Ainsi naissait le « gattopardisme », synonyme de changements spectaculaires en surface… pour mieux préserver le statu quo des choses profondes. Notre note récente pour l’Institut Thomas More sur le programme économique de LREM montre combien ce plan de réformes, loin de rompre avec l’atavisme étatique et bureaucratique de la France, s’inscrit dans la continuité du compromis social-démocrate Hollande-Valls-Macron.

Emmanuel Macron sera-t-il un président réformateur ? Il est permis d’en douter quand on analyse de près le programme de LREM. Au-delà d’acrobaties fiscales comme le basculement de certaines cotisations sur la CSG ou la transformation du CICE, il ne prévoit ni baisse des prélèvements obligatoires ni diminution de la dette publique. Certaines mesures essentielles (étatisation de l’assurance-chômage, ISF immobilier, nouvelle taxe d’habitation, indemnités chômages pour les démissionnaires) ne sont tout simplement pas financées, alors qu’Emmanuel Macron prétend respecter nos engagements européens, se livrant ainsi à un jeu de dupes avec notre partenaire allemand.

Ces mesures font fi de toute politique réelle de l’offre et font reporter l’essentiel de l’effort d’adaptation sur certaines catégories précises : retraités, propriétaires immobiliers, investisseurs. Nous aurons rarement vu dans notre histoire économique de telles catégories ainsi ciblées au nom de la lutte contre une supposée économie de la rente. De la même manière, LREM fait fi de la richesse de nos territoires, de nos PME, pour se concentrer sur les seules grandes entreprises et renforcer le jacobinisme dans notre pays : les clivages Paris/territoires, grandes entreprises/PME, start-up/industrie sont artificiellement mis en exergue pour justifier un programme fondamentalement déséquilibré.

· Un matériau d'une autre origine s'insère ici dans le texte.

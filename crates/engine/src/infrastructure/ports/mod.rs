//! Port traits for the collaborators of the order trait.
//!
//! These are the only abstractions in the engine. The activity engine,
//! transform capabilities, map and world queries are owned by the surrounding
//! simulation; the engine only consumes them.

use airlift_domain::{CellPos, WorldPos};

mod activity;
mod world;

pub use activity::{ActivityPort, TransformCapability};
pub use world::{MapPort, ReservationPort, ShroudPort, TargetLinePort, WorldPort};

// =============================================================================
// Test-Only Mocks (only available during test builds)
// =============================================================================
#[cfg(test)]
pub use activity::{MockActivityPort, MockTransformCapability};
#[cfg(test)]
pub use world::{
    MockMapPort, MockReservationPort, MockShroudPort, MockTargetLinePort, MockWorldPort,
};

// =============================================================================
// Service Bundle
// =============================================================================

/// Read-only world services handed to every order entry point.
#[derive(Clone, Copy)]
pub struct WorldServices<'a> {
    pub map: &'a dyn MapPort,
    pub shroud: &'a dyn ShroudPort,
    pub world: &'a dyn WorldPort,
    pub reservations: &'a dyn ReservationPort,
    pub target_lines: &'a dyn TargetLinePort,
}

impl WorldServices<'_> {
    /// Cell under a world position, clamped into the map.
    pub(crate) fn clamped_cell(&self, position: WorldPos) -> CellPos {
        self.map.clamp(self.map.cell_containing(position))
    }
}
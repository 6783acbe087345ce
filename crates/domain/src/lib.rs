//! Airlift Domain - vocabulary for actors that must transform before obeying
//! move and enter orders.
//!
//! Pure data: no logging, no I/O. The engine crate owns the behavior.

extern crate self as airlift_domain;

pub mod activity;
pub mod config;
pub mod error;
pub mod ids;
pub mod orders;
pub mod target;
pub mod value_objects;

pub use activity::{ActivityRef, TransformTask};
pub use config::TransformOrdersConfig;
pub use error::DomainError;
pub use ids::{ActorId, TaskId};
pub use orders::{DeferredOrder, Order, OrderKind};
pub use target::{ActorRef, Target, TargetType};
pub use value_objects::{
    CellPos, ConditionExpr, CursorName, LineColor, TargetModifiers, VoiceName, WorldPos,
};
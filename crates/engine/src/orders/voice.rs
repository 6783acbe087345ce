//! Acknowledgment voice for orders.

use airlift_domain::{Order, OrderKind, VoiceName};

use super::TransformOrders;
use crate::infrastructure::ports::WorldServices;

impl TransformOrders {
    /// Voice to play when `order` is given, or `None` for silence.
    pub fn voice_for_order(
        &self,
        services: WorldServices<'_>,
        order: &Order,
    ) -> Option<&VoiceName> {
        if !self.is_active() {
            return None;
        }
        match order.kind()? {
            OrderKind::Move => {
                // Only a target that resolves to a cell can be under shroud.
                let unexplored = order.target.center_position().is_some_and(|position| {
                    !services
                        .shroud
                        .is_explored(services.map.cell_containing(position))
                });
                if !self.config.move_into_shroud && unexplored {
                    return None;
                }
                Some(&self.config.voice)
            }
            OrderKind::Enter => Some(&self.config.voice),
        }
    }
}
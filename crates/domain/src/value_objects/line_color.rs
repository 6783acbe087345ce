//! Colors for target feedback lines

use serde::{Deserialize, Serialize};
use std::fmt;
use std::str::FromStr;

use crate::error::DomainError;

/// An opaque RGB color, written as `RRGGBB` hex in configuration.
#[derive(Debug, Clone, Copy, PartialEq, Eq, Hash, Serialize, Deserialize)]
#[serde(try_from = "String", into = "String")]
pub struct LineColor {
    pub r: u8,
    pub g: u8,
    pub b: u8,
}

impl LineColor {
    pub const GREEN: LineColor = LineColor::rgb(0, 255, 0);

    pub const fn rgb(r: u8, g: u8, b: u8) -> Self {
        Self { r, g, b }
    }
}

impl Default for LineColor {
    fn default() -> Self {
        Self::GREEN
    }
}

impl fmt::Display for LineColor {
    fn fmt(&self, f: &mut fmt::Formatter<'_>) -> fmt::Result {
        write!(f, "{:02X}{:02X}{:02X}", self.r, self.g, self.b)
    }
}

impl FromStr for LineColor {
    type Err = DomainError;

    fn from_str(s: &str) -> Result<Self, Self::Err> {
        let hex = s.trim().trim_start_matches('#');
        if hex.len() != 6 || !hex.chars().all(|c| c.is_ascii_hexdigit()) {
            return Err(DomainError::parse(format!(
                "Invalid color '{}': expected RRGGBB hex",
                s
            )));
        }

        let channel = |range: std::ops::Range<usize>| {
            u8::from_str_radix(&hex[range], 16)
                .map_err(|e| DomainError::parse(format!("Invalid color '{}': {}", s, e)))
        };

        Ok(Self::rgb(channel(0..2)?, channel(2..4)?, channel(4..6)?))
    }
}

impl TryFrom<String> for LineColor {
    type Error = DomainError;

    fn try_from(s: String) -> Result<Self, Self::Error> {
        s.parse()
    }
}

impl From<LineColor> for String {
    fn from(color: LineColor) -> String {
        color.to_string()
    }
}

#[cfg(test)]
mod tests {
    use super::*;

    #[test]
    fn parses_hex_with_or_without_hash() {
        assert_eq!("00FF00".parse::<LineColor>().unwrap(), LineColor::GREEN);
        assert_eq!(
            "#ff8000".parse::<LineColor>().unwrap(),
            LineColor::rgb(255, 128, 0)
        );
    }

    #[test]
    fn rejects_malformed_colors() {
        assert!("green".parse::<LineColor>().is_err());
        assert!("00FF0".parse::<LineColor>().is_err());
    }

    #[test]
    fn displays_as_uppercase_hex() {
        assert_eq!(LineColor::rgb(10, 0, 255).to_string(), "0A00FF");
    }
}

Même la réforme annoncée du marché du travail paraît bien pusillanime, dans la mesure où elle ne remet en cause aucune des « vaches sacrées » françaises : 35 heures, distinction CDD-CDI, seuils d’employés.

La modification annoncée du RSI est emblématique à elle seule de l’approche Macron : au lieu de remettre en cause l’ubuesque calcul actuel des cotisations et leur gestion, on se contente de déléguer la gestion des entrepreneurs au régime général… De même, loin d’imposer une règle d’or d’équilibre aux partenaires sociaux, on étatise autoritairement l’assurance-chômage.

Ce gattopardisme français pourrait permettre une amélioration de l’économie, mais très graduelle, limitée, dépendante de la conjoncture et surtout des taux d’intérêt. Un programme insuffisant pour sortir la France de l’ornière en cinq ans, surtout en cas de nouvelle récession mondiale.